Exercise description ▸
Repeat the data below exactly, with every entry included.

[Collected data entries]
--------
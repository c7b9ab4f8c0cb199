use std::collections::BTreeMap;
use std::path::{Path, PathBuf};

use thiserror::Error;

use crate::model::{BinaryKind, ModuleVersion};
use crate::util::concise_io_error;

/// One `StringFileInfo` table from a version resource (key -> value).
pub type VersionEntries = BTreeMap<String, String>;

/// Identity facts read from a binary module.
///
/// Produced per file by a [`BinaryInspector`]; every field is optional because
/// real-world modules carry any subset of these structures.
#[derive(Debug, Clone, PartialEq, Eq)]
pub struct BinaryIdentity {
    pub kind: BinaryKind,
    /// DLL name recorded in the export directory.
    pub export_name: Option<String>,
    /// Module name from CLI metadata (managed assemblies).
    pub module_name: Option<String>,
    /// Version-resource string tables, one per language/codepage block.
    pub version_entries: Vec<VersionEntries>,
    pub export_version: Option<ModuleVersion>,
    pub resource_version: Option<ModuleVersion>,
    pub assembly_version: Option<ModuleVersion>,
}

impl BinaryIdentity {
    /// An identity with only a kind; everything else absent.
    pub fn new(kind: BinaryKind) -> Self {
        Self {
            kind,
            export_name: None,
            module_name: None,
            version_entries: Vec::new(),
            export_version: None,
            resource_version: None,
            assembly_version: None,
        }
    }

    /// First value stored under `key` across all version-resource tables.
    pub fn version_value(&self, key: &str) -> Option<&str> {
        self.version_entries.iter().find_map(|table| table.get(key).map(String::as_str))
    }
}

#[derive(Debug, Error)]
pub enum InspectError {
    #[error("Error opening file {}: {}", .path.display(), concise_io_error(.source))]
    Open {
        path: PathBuf,
        #[source]
        source: std::io::Error,
    },
    #[error("File is not in PE format: {0}")]
    NotAContainer(String),
}

/// Trait implemented by binary container readers.
pub trait BinaryInspector: Send + Sync {
    fn inspect(&self, path: &Path) -> Result<BinaryIdentity, InspectError>;
    fn name(&self) -> &'static str;
}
--------
Result of this task ▸
repository c7b9ab4f8c0cb199
use std::collections::BTreeMap;
use std::path::{Path, PathBuf};

use thiserror::Error;

use crate::model::{BinaryKind, ModuleVersion};
use crate::util::concise_io_error;

/// One `StringFileInfo` table from a version resource (key -> value).
pub type VersionEntries = BTreeMap<String, String>;

/// Identity facts read from a binary module.
///
/// Produced per file by a [`BinaryInspector`]; every field is optional because
/// real-world modules carry any subset of these structures.
#[derive(Debug, Clone, PartialEq, Eq)]
pub struct BinaryIdentity {
    pub kind: BinaryKind,
    /// DLL name recorded in the export directory.
    pub export_name: Option<String>,
    /// Module name from CLI metadata (managed assemblies).
    pub module_name: Option<String>,
    /// Version-resource string tables, one per language/codepage block.
    pub version_entries: Vec<VersionEntries>,
    pub export_version: Option<ModuleVersion>,
    pub resource_version: Option<ModuleVersion>,
    pub assembly_version: Option<ModuleVersion>,
}

impl BinaryIdentity {
    /// An identity with only a kind; everything else absent.
    pub fn new(kind: BinaryKind) -> Self {
        Self {
            kind,
            export_name: None,
            module_name: None,
            version_entries: Vec::new(),
            export_version: None,
            resource_version: None,
            assembly_version: None,
        }
    }

    /// First value stored under `key` across all version-resource tables.
    pub fn version_value(&self, key: &str) -> Option<&str> {
        self.version_entries.iter().find_map(|table| table.get(key).map(String::as_str))
    }
}

#[derive(Debug, Error)]
pub enum InspectError {
    #[error("Error opening file {}: {}", .path.display(), concise_io_error(.source))]
    Open {
        path: PathBuf,
        #[source]
        source: std::io::Error,
    },
    #[error("File is not in PE format: {0}")]
    NotAContainer(String),
}

/// Trait implemented by binary container readers.
pub trait BinaryInspector: Send + Sync {
    fn inspect(&self, path: &Path) -> Result<BinaryIdentity, InspectError>;
    fn name(&self) -> &'static str;
}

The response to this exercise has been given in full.